## Exercise prompt
Whenever the string "contained" appears in a line below, please copy the line out.

## Supplied information
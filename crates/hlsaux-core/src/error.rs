//! Unified error type for hlsaux.
//!
//! Every unit of work (one variant, one caption stream) fails with an
//! [`Error`]; the orchestrator isolates it and carries on with the others.
//! Non-fatal conditions are reported as [`Warning`]s instead.

use std::fmt;

/// Unified error type covering all failure modes in hlsaux.
#[derive(Debug, thiserror::Error)]
pub enum Error {
    /// The packet feed could not be obtained or was malformed.
    #[error("Probe error: {0}")]
    Probe(String),

    /// An external tool failed to spawn, exited non-zero or timed out.
    #[error("Tool error [{tool}]: {message}")]
    Tool {
        /// Name of the tool that failed.
        tool: String,
        /// Human-readable error description.
        message: String,
    },

    /// Cue input was structurally invalid. Parsing stops at the first one.
    #[error("Parse error at line {line}: {message}")]
    Parse {
        /// 1-based line number of the offending input line.
        line: usize,
        /// Human-readable error description.
        message: String,
    },

    /// An input playlist could not be read or interpreted.
    #[error("Playlist error: {0}")]
    Playlist(String),

    /// No segment of a variant contained a keyframe.
    #[error("No keyframes found in variant {variant}")]
    NoKeyframes {
        /// URI of the variant playlist.
        variant: String,
    },

    /// The producer/consumer hand-off broke down.
    #[error("Hand-off error: {0}")]
    HandOff(String),

    /// The unit was cancelled before it completed.
    #[error("Cancelled")]
    Cancelled,

    /// Configuration or request data failed validation.
    #[error("Validation error: {0}")]
    Validation(String),

    /// An I/O operation failed.
    #[error("IO error: {source}")]
    Io {
        /// The underlying I/O error.
        #[from]
        source: std::io::Error,
    },
}

impl Error {
    /// Convenience constructor for [`Error::Probe`].
    pub fn probe(message: impl Into<String>) -> Self {
        Error::Probe(message.into())
    }

    /// Convenience constructor for [`Error::Tool`].
    pub fn tool(tool: impl Into<String>, message: impl Into<String>) -> Self {
        Error::Tool {
            tool: tool.into(),
            message: message.into(),
        }
    }

    /// Convenience constructor for [`Error::Parse`].
    pub fn parse(line: usize, message: impl Into<String>) -> Self {
        Error::Parse {
            line,
            message: message.into(),
        }
    }

    /// Convenience constructor for [`Error::Playlist`].
    pub fn playlist(message: impl Into<String>) -> Self {
        Error::Playlist(message.into())
    }

    /// Whether this error came from the packet feed (ProbeFailure).
    pub fn is_probe_failure(&self) -> bool {
        matches!(self, Error::Probe(_) | Error::Tool { .. })
    }
}

/// Result type alias using the hlsaux [`Error`].
pub type Result<T> = std::result::Result<T, Error>;

/// A non-fatal condition that degraded a unit's output.
#[derive(Debug, Clone, PartialEq, Eq)]
pub enum Warning {
    /// A segment file contained no keyframe and contributed no entries.
    NoKeyframes {
        /// URI of the segment file.
        segment: String,
    },
}

impl fmt::Display for Warning {
    fn fmt(&self, f: &mut fmt::Formatter<'_>) -> fmt::Result {
        match self {
            Warning::NoKeyframes { segment } => {
                write!(f, "segment {segment} has no keyframe")
            }
        }
    }
}
//! hlsaux - derived HLS playlist synthesis
//!
//! This library crate exposes the pipelines for integration testing.

pub mod config;
pub mod pipeline;
//! External tool detection and management.
//!
//! The [`ToolRegistry`] discovers and caches the location of the external
//! CLI tools hlsaux shells out to and provides lookup methods for the rest
//! of the crate.

use std::collections::HashMap;
use std::path::{Path, PathBuf};
use std::time::Duration;

use hlsaux_core::config::ToolsConfig;
use hlsaux_core::Error;

/// Known tool names that the registry manages.
const KNOWN_TOOLS: &[&str] = &["ffprobe"];

/// A discovered tool.
#[derive(Debug, Clone)]
pub struct ToolConfig {
    /// Tool name (e.g. "ffprobe").
    pub name: String,
    /// Resolved path to the executable.
    pub path: PathBuf,
    /// Maximum execution time before the tool is killed.
    pub timeout: Duration,
}

/// Availability information for a tool, returned by [`ToolRegistry::check_all`].
#[derive(Debug, Clone)]
pub struct ToolInfo {
    /// Tool name.
    pub name: String,
    /// Whether the tool was found.
    pub available: bool,
    /// Version string (first line of `-version` output), if available.
    pub version: Option<String>,
    /// Resolved path to the executable.
    pub path: Option<PathBuf>,
}

/// Registry holding discovered tool configurations.
#[derive(Debug, Clone)]
pub struct ToolRegistry {
    tools: HashMap<String, ToolConfig>,
}

impl ToolRegistry {
    /// Discover tools by searching `PATH` (or using overrides from config).
    ///
    /// A configured path is used when it exists; otherwise [`which::which`]
    /// locates the tool in `PATH`. Tools that are not found are omitted.
    pub fn discover(tools_config: &ToolsConfig) -> Self {
        let mut tools = HashMap::new();

        for &name in KNOWN_TOOLS {
            let custom_path = match name {
                "ffprobe" => tools_config.ffprobe_path.as_deref(),
                _ => None,
            };

            let resolved = match custom_path {
                Some(p) if p.exists() => Some(p.to_path_buf()),
                Some(p) => {
                    tracing::warn!(
                        tool = name,
                        "configured path {} does not exist; searching PATH",
                        p.display()
                    );
                    which::which(name).ok()
                }
                None => which::which(name).ok(),
            };

            if let Some(path) = resolved {
                tools.insert(
                    name.to_string(),
                    ToolConfig {
                        name: name.to_string(),
                        path,
                        timeout: tools_config.probe_timeout(),
                    },
                );
            }
        }

        Self { tools }
    }

    /// Return the [`ToolConfig`] for the given tool, or an
    /// [`Error::Tool`] if the tool was not found during discovery.
    pub fn require(&self, name: &str) -> hlsaux_core::Result<&ToolConfig> {
        self.tools.get(name).ok_or_else(|| {
            Error::tool(name, format!("{name} not found; is it installed and in PATH?"))
        })
    }

    /// Check all known tools and return availability information.
    pub fn check_all(&self) -> Vec<ToolInfo> {
        KNOWN_TOOLS
            .iter()
            .map(|&name| match self.tools.get(name) {
                Some(cfg) => ToolInfo {
                    name: name.to_string(),
                    available: true,
                    version: detect_version(&cfg.path),
                    path: Some(cfg.path.clone()),
                },
                None => ToolInfo {
                    name: name.to_string(),
                    available: false,
                    version: None,
                    path: None,
                },
            })
            .collect()
    }
}

/// Run `<tool> -version` and return the first line of stdout.
fn detect_version(path: &Path) -> Option<String> {
    let output = std::process::Command::new(path)
        .arg("-version")
        .output()
        .ok()?;

    if !output.status.success() {
        return None;
    }

    String::from_utf8_lossy(&output.stdout)
        .lines()
        .next()
        .map(|s| s.to_string())
}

## Solution for this exercise
    /// No segment of a variant contained a keyframe.
    /// A segment file contained no keyframe and contributed no entries.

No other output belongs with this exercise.